We evaluated representative Sales Data scenarios across achievement rate, response rate, market share, ROI, and revenue by HCO city.

The team, datasource, model, prompt wording, and Web Search setting stayed the same. Each scenario started in a fresh chat. The baseline used the team’s previous near-empty published context; the treatment used Business Context v2.

  • Answer success improved by 40 percentage points.

  • Semantic-rule accuracy improved by 15 percentage points.

  • Exact numeric validity improved by 20 percentage points.

  • Explicit method disclosure improved by 80 percentage points.

Median response time increased by 3.1 seconds. In this internal benchmark, better governance improved completion, semantic consistency, and explainability with a modest latency trade-off.

Figure 2 — Internal paired benchmark: completion, semantic checks, exact results, and method disclosure.

BUSINESS CONTEXT IS MORE THAN A LONGER PROMPT

Business Context creates a governed path from the language people use to the data Chat AI queries.

A team administrator writes familiar business definitions: what a KPI means, which period to use, what the unit is, and which records belong in the numerator and denominator.

During Check, Data Melody compiles and validates that language against accessible schema and verified Data Labels. During Publish, the checked result becomes a versioned team contract. Draft edits never silently change live answers.

Only the active published version reaches Chat AI.

Figure 3 — Business Context lifecycle: Author → Map → Check → Publish → Answer.

WITHOUT CONTEXT VS. WITH CONTEXT

Without Business Context

Terminology is inferred from column names and sample values. KPI formulas and join paths are generated case by case. Units may be guessed. The final number can look polished even when the definition is wrong.

With Business Context

Approved team language guides the formula, date range, aggregation grain, denominator, unit, and join logic. The answer becomes easier to reproduce and easier to challenge.
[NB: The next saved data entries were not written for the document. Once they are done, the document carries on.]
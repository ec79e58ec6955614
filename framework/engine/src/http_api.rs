use serde_json::Value;
use simcity_safety::{normalize_target, RequestSpec, SafetyError, SyntheticClient};
use url::Url;

use crate::{ApiError, ApiOutcome, BookingApi, BookingCall, CallContext};

const ERROR_BODY_LIMIT: usize = 200;

/// The booking system reached over HTTP, every call going through the safety layer.
pub struct HttpBookingApi {
    client: SyntheticClient,
    base_url: String,
    base: Url,
}

impl HttpBookingApi {
    /// Fails if the target is not allowed, so a misconfigured run stops before its first call.
    pub fn new(client: SyntheticClient, target_url: &str) -> Result<Self, SafetyError> {
        let base_url = normalize_target(target_url)?;
        client.allowlist().check(&base_url)?;
        let base = Url::parse(&base_url)
            .ok()
            .filter(|url| !url.cannot_be_a_base())
            .ok_or_else(|| SafetyError::InvalidTarget {
                url: base_url.clone(),
                reason: "not a base URL".to_string(),
            })?;

        Ok(Self {
            client,
            base_url,
            base,
        })
    }

    pub fn base_url(&self) -> &str {
        &self.base_url
    }

    /// Booking ids come back from the system under test and are percent-encoded as a single
    /// path segment.
    fn url_for(&self, call: &BookingCall) -> String {
        let mut url = self.base.clone();
        if let Ok(mut segments) = url.path_segments_mut() {
            segments.pop_if_empty();
            match call {
                BookingCall::Create { .. } => segments.extend(["api", "bookings", "create"]),
                BookingCall::Reschedule { booking_id, .. } => {
                    segments.extend(["api", "bookings", booking_id.as_str(), "reschedule"])
                }
                BookingCall::Cancel { booking_id } => {
                    segments.extend(["api", "bookings", booking_id.as_str(), "cancel"])
                }
                BookingCall::Availability { .. } => {
                    segments.extend(["api", "vendor", "availability"])
                }
            };
        }
        url.into()
    }
}

/// Accepts both `{"id": ..}` and `{"booking": {"id": ..}}` response shapes.
fn extract_booking_id(body: &Value) -> Option<String> {
    let id = body
        .get("id")
        .or_else(|| body.get("booking").and_then(|b| b.get("id")))?;
    match id {
        Value::String(s) => Some(s.clone()),
        Value::Number(n) => Some(n.to_string()),
        _ => None,
    }
}

impl BookingApi for HttpBookingApi {
    fn execute(&self, ctx: &CallContext, call: &BookingCall) -> Result<ApiOutcome, ApiError> {
        let spec = RequestSpec::post(self.url_for(call), call.body()).with_trace_id(&ctx.trace_id);

        match self.client.fetch(spec) {
            Ok(response) => {
                let latency_ms = response.latency.as_millis() as u64;
                if response.is_success() {
                    let booking_id = match call {
                        BookingCall::Reschedule { booking_id, .. }
                        | BookingCall::Cancel { booking_id } => response
                            .json()
                            .as_ref()
                            .and_then(extract_booking_id)
                            .or_else(|| Some(booking_id.clone())),
                        _ => response.json().as_ref().and_then(extract_booking_id),
                    };
                    Ok(ApiOutcome {
                        status: response.status,
                        booking_id,
                        latency_ms,
                    })
                } else {
                    let message: String = response.body.chars().take(ERROR_BODY_LIMIT).collect();
                    Err(ApiError::rejected(response.status, message, latency_ms))
                }
            }
            Err(e) => {
                let fatal = e.is_configuration();
                if fatal {
                    log::error!("Synthetic request refused for {}: {e}", ctx.agent_id);
                }
                Err(ApiError {
                    status: None,
                    message: e.to_string(),
                    latency_ms: 0,
                    fatal,
                })
            }
        }
    }
}

#[cfg(test)]
mod tests {
    use super::*;
    use pretty_assertions::assert_eq;
    use simcity_core::prelude::DeployEnvironment;
    use simcity_safety::{
        RecordingTransport, RetryPolicy, TargetAllowlist, TransportErrorKind,
        HEADER_SYNTHETIC_TRACE,
    };
    use std::sync::Arc;
    use std::time::Duration;

    fn api(transport: Arc<RecordingTransport>) -> HttpBookingApi {
        let client = SyntheticClient::new(
            TargetAllowlist::new(DeployEnvironment::Test, vec![]),
            None,
            transport,
        )
        .with_retry_policy(RetryPolicy {
            timeout: Duration::from_secs(1),
            max_retries: 1,
            backoff: Duration::ZERO,
        });
        HttpBookingApi::new(client, "http://localhost:3000/").unwrap()
    }

    fn ctx() -> CallContext {
        CallContext {
            agent_id: "customer-1".to_string(),
            trace_id: "trace-abc".to_string(),
        }
    }

    #[test]
    fn create_posts_tagged_body_and_reads_nested_id() {
        let transport = Arc::new(RecordingTransport::new());
        transport.push_response(201, r#"{"booking":{"id":"bk-77"}}"#);

        let outcome = api(transport.clone())
            .execute(
                &ctx(),
                &BookingCall::Create {
                    customer_email: "a@synthetic.simcity.test".to_string(),
                    slot: 4,
                    fee: 1.0,
                },
            )
            .unwrap();
        assert_eq!(outcome.booking_id.as_deref(), Some("bk-77"));

        let request = &transport.requests()[0];
        assert_eq!(request.url, "http://localhost:3000/api/bookings/create");
        assert_eq!(request.header(HEADER_SYNTHETIC_TRACE), Some("trace-abc"));
        let body: Value = serde_json::from_str(request.body.as_deref().unwrap()).unwrap();
        assert_eq!(body["slotId"], 4);
        assert_eq!(body["syntheticSource"], "simcity");
    }

    #[test]
    fn rejections_and_transport_failures_are_not_fatal() {
        let transport = Arc::new(RecordingTransport::new());
        transport.push_response(409, "slot taken");
        transport.push_error(TransportErrorKind::Connect, "reset");
        transport.push_error(TransportErrorKind::Connect, "reset");

        let api = api(transport);
        let cancel = BookingCall::Cancel {
            booking_id: "bk-1".to_string(),
        };

        let rejected = api.execute(&ctx(), &cancel).unwrap_err();
        assert_eq!(rejected.status, Some(409));
        assert_eq!(rejected.message, "slot taken");
        assert!(!rejected.fatal);

        let failed = api.execute(&ctx(), &cancel).unwrap_err();
        assert_eq!(failed.status, None);
        assert!(!failed.fatal);
    }

    #[test]
    fn booking_ids_are_encoded_as_one_path_segment() {
        let transport = Arc::new(RecordingTransport::new());
        transport.push_response(200, r#"{"ok":true}"#);
        transport.push_response(200, r#"{"ok":true}"#);

        let api = api(transport.clone());
        api.execute(
            &ctx(),
            &BookingCall::Cancel {
                booking_id: "bk/../admin?x=1".to_string(),
            },
        )
        .unwrap();
        api.execute(
            &ctx(),
            &BookingCall::Cancel {
                booking_id: "bk 9".to_string(),
            },
        )
        .unwrap();

        let urls: Vec<_> = transport.requests().into_iter().map(|r| r.url).collect();
        assert_eq!(
            urls,
            vec![
                "http://localhost:3000/api/bookings/bk%2F..%2Fadmin%3Fx=1/cancel".to_string(),
                "http://localhost:3000/api/bookings/bk%209/cancel".to_string(),
            ]
        );
    }

    #[test]
    fn disallowed_target_is_refused_at_construction() {
        let client = SyntheticClient::new(
            TargetAllowlist::new(DeployEnvironment::Test, vec![]),
            None,
            Arc::new(RecordingTransport::new()),
        );
        assert!(HttpBookingApi::new(client, "https://bookings.example.com").is_err());
    }

    #[test]
    fn booking_id_shapes() {
        assert_eq!(
            extract_booking_id(&serde_json::json!({"id": 12})),
            Some("12".to_string())
        );
        assert_eq!(extract_booking_id(&serde_json::json!({"ok": true})), None);
    }
}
The goal is not to make AI sound more certain. The goal is to give it the same definitions that analysts, sales teams, and decision-makers already use.
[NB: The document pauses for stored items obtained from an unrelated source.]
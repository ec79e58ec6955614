use std::cmp::min;
use std::fmt::Write;
use std::time::{Duration, Instant};

use indicatif::{ProgressBar, ProgressState, ProgressStyle};
use simcity_core::prelude::DelegatedShutdownListener;
use simcity_telemetry::Telemetry;

/// Displays a progress bar on stderr while the run is going, showing how long is left and how
/// much of the event budget has been used.
pub(crate) fn start_progress(
    planned_runtime: Duration,
    telemetry: std::sync::Arc<Telemetry>,
    max_events: u64,
    mut shutdown_listener: DelegatedShutdownListener,
) -> anyhow::Result<std::thread::JoinHandle<()>> {
    let style = ProgressStyle::with_template(
        "{spinner:.green} [{wide_bar:.cyan/blue}] [{elapsed_precise} / {planned_runtime}] {msg}",
    )?
    .with_key("planned_runtime", {
        let hours = planned_runtime.as_secs() / 3600;
        let minutes = (planned_runtime.as_secs() % 3600) / 60;
        let seconds = planned_runtime.as_secs() % 60;
        move |_state: &ProgressState, w: &mut dyn Write| {
            let _ = write!(w, "{hours:02}:{minutes:02}:{seconds:02}");
        }
    })
    .progress_chars("#>-");

    let handle = std::thread::Builder::new()
        .name("progress".to_string())
        .spawn(move || {
            let start_time = Instant::now();
            let pb = ProgressBar::new(planned_runtime.as_secs());
            pb.set_style(style);

            loop {
                let new = min(start_time.elapsed().as_secs(), planned_runtime.as_secs());
                pb.set_position(new);
                pb.set_message(format!(
                    "{}/{max_events} events",
                    telemetry.agent_event_count()
                ));

                if shutdown_listener.sleep_unless_shutdown(Duration::from_secs(1)) {
                    log::trace!("Progress thread shutting down");
                    pb.finish_and_clear();
                    break;
                }
            }
        })?;

    Ok(handle)
}
use serde::{Deserialize, Serialize};

use crate::metrics::Metrics;

pub const DEFAULT_DIALS_VERSION: &str = "dials-v1";

/// How a dial compares a metric with its threshold.
#[derive(Debug, Clone, Copy, PartialEq, Eq, Serialize, Deserialize)]
#[serde(rename_all = "camelCase")]
pub enum DialKind {
    /// The variant's metric must not exceed the threshold.
    AtMost,
    /// The variant's metric must reach at least the threshold.
    AtLeast,
    /// `variant - base` for the metric must not exceed the threshold.
    DeltaAtMost,
}

#[derive(Debug, Clone, PartialEq, Serialize, Deserialize)]
#[serde(rename_all = "camelCase")]
pub struct Dial {
    pub id: String,
    pub metric: String,
    pub kind: DialKind,
    pub threshold: f64,
}

impl Dial {
    pub fn new(id: &str, metric: &str, kind: DialKind, threshold: f64) -> Self {
        Self {
            id: id.to_string(),
            metric: metric.to_string(),
            kind,
            threshold,
        }
    }

    /// Score the dial against a variant.
    ///
    /// `deltas` is `None` when the baseline is evaluated against itself, in which case delta dials
    /// see a zero difference and pass.
    pub fn evaluate(&self, metrics: &Metrics, deltas: Option<&Metrics>) -> DialStatus {
        let value = match self.kind {
            DialKind::AtMost | DialKind::AtLeast => metrics.get(&self.metric).copied(),
            DialKind::DeltaAtMost => match deltas {
                Some(deltas) => deltas.get(&self.metric).copied(),
                None => Some(0.0),
            },
        };

        let passed = match (self.kind, value) {
            (_, None) => false,
            (DialKind::AtLeast, Some(value)) => value >= self.threshold,
            (DialKind::AtMost | DialKind::DeltaAtMost, Some(value)) => value <= self.threshold,
        };

        DialStatus {
            id: self.id.clone(),
            metric: self.metric.clone(),
            kind: self.kind,
            threshold: self.threshold,
            value,
            passed,
        }
    }
}

/// Outcome of one dial for one variant. A missing metric fails the dial.
#[derive(Debug, Clone, PartialEq, Serialize, Deserialize)]
#[serde(rename_all = "camelCase")]
pub struct DialStatus {
    pub id: String,
    pub metric: String,
    pub kind: DialKind,
    pub threshold: f64,
    pub value: Option<f64>,
    pub passed: bool,
}

/// A fixed, versioned set of dials.
#[derive(Debug, Clone, PartialEq, Serialize, Deserialize)]
pub struct DialSet {
    pub version: String,
    pub dials: Vec<Dial>,
}

impl DialSet {
    pub fn evaluate(&self, metrics: &Metrics, deltas: Option<&Metrics>) -> Vec<DialStatus> {
        self.dials
            .iter()
            .map(|dial| dial.evaluate(metrics, deltas))
            .collect()
    }
}

pub fn default_dials() -> DialSet {
    DialSet {
        version: DEFAULT_DIALS_VERSION.to_string(),
        dials: vec![
            Dial::new("max-error-rate", "errorRate", DialKind::AtMost, 0.05),
            Dial::new(
                "max-invariant-violations",
                "invariantViolations",
                DialKind::AtMost,
                0.0,
            ),
            Dial::new(
                "max-latency-p95-delta-ms",
                "latencyP95Ms",
                DialKind::DeltaAtMost,
                250.0,
            ),
            Dial::new("max-cancel-rate", "cancelRate", DialKind::AtMost, 0.5),
            Dial::new(
                "min-bookings-created",
                "bookingsCreated",
                DialKind::AtLeast,
                1.0,
            ),
        ],
    }
}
START WITH THE QUESTIONS THAT CREATE ARGUMENTS

A team does not need to document its entire business on day one.

Start with one metric that regularly creates disagreement:

  • What exactly counts as a response?

  • Is ROI a percentage or a multiple?

  • Which date defines the reporting period?

  • Should unmatched records be excluded or disclosed?

  • Does “revenue” mean booked revenue, invoiced revenue, or client sales value?

Write that definition, run Check, and compare the same question before and after publishing.

Your schema describes how data is stored. Business Context describes how your organization thinks.